## What needs to be done
Every line of the data must be retyped exactly as it stands.

____

//! # shopsync
//!
//! Backend core for a commerce-platform integration service: session
//! persistence for OAuth-authenticated stores, store registration and
//! lifecycle tracking, a local product mirror, and a webhook event
//! processor with HMAC signature verification and compliance handling.
//!
//! ## Overview
//!
//! This crate provides:
//! - Type-safe configuration via [`SyncConfig`] and [`SyncConfigBuilder`]
//! - Validated newtypes for the API secret, shop domains, and host URLs
//! - [`Session`] persistence with opaque-payload round-tripping
//! - Store registry, product mirror, callback audit log, and compliance
//!   log behind async storage traits, with an in-memory backend
//! - Webhook verification (constant-time HMAC with key rotation) and a
//!   topic dispatcher covering uninstall, compliance, and product events
//! - OAuth callback orchestration and full product sync against the
//!   platform's Admin REST API
//!
//! ## Quick Start
//!
//! ```rust
//! use shopsync::{SyncConfig, ApiSecretKey};
//!
//! // Create configuration using the builder pattern
//! let config = SyncConfig::builder()
//!     .api_secret_key(ApiSecretKey::new("your-api-secret").unwrap())
//!     .scopes("read_products,write_products")
//!     .build()
//!     .unwrap();
//! ```
//!
//! ## Processing Webhooks
//!
//! ```rust,no_run
//! use std::sync::Arc;
//! use shopsync::{SyncConfig, ApiSecretKey};
//! use shopsync::storage::MemoryBackend;
//! use shopsync::webhooks::{WebhookProcessor, WebhookRequest};
//!
//! # async fn handle(body: Vec<u8>, hmac: String, topic: Option<String>, shop: Option<String>) -> Result<(), Box<dyn std::error::Error>> {
//! let config = SyncConfig::builder()
//!     .api_secret_key(ApiSecretKey::new("your-api-secret")?)
//!     .build()?;
//! let processor = WebhookProcessor::from_backend(config, Arc::new(MemoryBackend::new()));
//!
//! // Body must be the raw bytes as received; the signature covers them
//! let request = WebhookRequest::new(body, hmac, topic, shop, None, None);
//! match processor.process(&request).await {
//!     Ok(outcome) => { /* acknowledged; outcome says what was applied */ }
//!     Err(_) => { /* invalid signature; respond 401 */ }
//! }
//! # Ok(())
//! # }
//! ```
//!
//! ## Session Management
//!
//! Sessions represent authenticated connections to a store, offline
//! (app-level) or online (user-specific):
//!
//! ```rust
//! use shopsync::{Session, ShopDomain};
//!
//! let shop = ShopDomain::new("my-store").unwrap();
//! let offline_session = Session::new(
//!     Session::offline_id(&shop),
//!     shop,
//!     "access-token".to_string(),
//!     Some("read_products".to_string()),
//!     false,
//!     None,
//! );
//!
//! // Sessions serialize for storage
//! let json = serde_json::to_string(&offline_session).unwrap();
//! ```
//!
//! ## Design Principles
//!
//! - **No global state**: configuration is instance-based and passed
//!   explicitly
//! - **Fail-fast validation**: all newtypes validate on construction
//! - **Thread-safe**: all types are `Send + Sync`
//! - **Async-first**: designed for use with the Tokio runtime
//! - **Acknowledge after the gate**: only a bad webhook signature rejects
//!   a delivery; every later failure is logged and acknowledged

pub mod auth;
pub mod callback;
pub mod config;
pub mod error;
pub mod remote;
pub mod storage;
pub mod sync;
pub mod webhooks;

// Re-export public types at crate root for convenience
pub use auth::Session;
pub use callback::{complete_callback, CallbackDeps, CallbackError, CallbackSummary};
pub use config::{ApiSecretKey, HostUrl, ShopDomain, SyncConfig, SyncConfigBuilder};
pub use error::ConfigError;
pub use remote::{AdminRestApi, RemoteStoreApi, UpstreamError};
pub use sync::{sync_products, SyncError, SyncReport};
pub use webhooks::{WebhookError, WebhookOutcome, WebhookProcessor, WebhookRequest};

____

## Task answer
//! # shopsync
//!
//! Backend core for a commerce-platform integration service: session
//! persistence for OAuth-authenticated stores, store registration and
//! lifecycle tracking, a local product mirror, and a webhook event
//! processor with HMAC signature verification and compliance handling.
//!
//! ## Overview
//!
//! This crate provides:
//! - Type-safe configuration via [`SyncConfig`] and [`SyncConfigBuilder`]
//! - Validated newtypes for the API secret, shop domains, and host URLs
//! - [`Session`] persistence with opaque-payload round-tripping
//! - Store registry, product mirror, callback audit log, and compliance
//!   log behind async storage traits, with an in-memory backend
//! - Webhook verification (constant-time HMAC with key rotation) and a
//!   topic dispatcher covering uninstall, compliance, and product events
//! - OAuth callback orchestration and full product sync against the
//!   platform's Admin REST API
//!
//! ## Quick Start
//!
//! ```rust
//! use shopsync::{SyncConfig, ApiSecretKey};
//!
//! // Create configuration using the builder pattern
//! let config = SyncConfig::builder()
//!     .api_secret_key(ApiSecretKey::new("your-api-secret").unwrap())
//!     .scopes("read_products,write_products")
//!     .build()
//!     .unwrap();
//! ```
//!
//! ## Processing Webhooks
//!
//! ```rust,no_run
//! use std::sync::Arc;
//! use shopsync::{SyncConfig, ApiSecretKey};
//! use shopsync::storage::MemoryBackend;
//! use shopsync::webhooks::{WebhookProcessor, WebhookRequest};
//!
//! # async fn handle(body: Vec<u8>, hmac: String, topic: Option<String>, shop: Option<String>) -> Result<(), Box<dyn std::error::Error>> {
//! let config = SyncConfig::builder()
//!     .api_secret_key(ApiSecretKey::new("your-api-secret")?)
//!     .build()?;
//! let processor = WebhookProcessor::from_backend(config, Arc::new(MemoryBackend::new()));
//!
//! // Body must be the raw bytes as received; the signature covers them
//! let request = WebhookRequest::new(body, hmac, topic, shop, None, None);
//! match processor.process(&request).await {
//!     Ok(outcome) => { /* acknowledged; outcome says what was applied */ }
//!     Err(_) => { /* invalid signature; respond 401 */ }
//! }
//! # Ok(())
//! # }
//! ```
//!
//! ## Session Management
//!
//! Sessions represent authenticated connections to a store, offline
//! (app-level) or online (user-specific):
//!
//! ```rust
//! use shopsync::{Session, ShopDomain};
//!
//! let shop = ShopDomain::new("my-store").unwrap();
//! let offline_session = Session::new(
//!     Session::offline_id(&shop),
//!     shop,
//!     "access-token".to_string(),
//!     Some("read_products".to_string()),
//!     false,
//!     None,
//! );
//!
//! // Sessions serialize for storage
//! let json = serde_json::to_string(&offline_session).unwrap();
//! ```
//!
//! ## Design Principles
//!
//! - **No global state**: configuration is instance-based and passed
//!   explicitly
//! - **Fail-fast validation**: all newtypes validate on construction
//! - **Thread-safe**: all types are `Send + Sync`
//! - **Async-first**: designed for use with the Tokio runtime
//! - **Acknowledge after the gate**: only a bad webhook signature rejects
//!   a delivery; every later failure is logged and acknowledged

pub mod auth;
pub mod callback;
pub mod config;
pub mod error;
pub mod remote;
pub mod storage;
pub mod sync;
pub mod webhooks;

// Re-export public types at crate root for convenience
pub use auth::Session;
pub use callback::{complete_callback, CallbackDeps, CallbackError, CallbackSummary};
pub use config::{ApiSecretKey, HostUrl, ShopDomain, SyncConfig, SyncConfigBuilder};
pub use error::ConfigError;
pub use remote::{AdminRestApi, RemoteStoreApi, UpstreamError};
pub use sync::{sync_products, SyncError, SyncReport};
pub use webhooks::{WebhookError, WebhookOutcome, WebhookProcessor, WebhookRequest};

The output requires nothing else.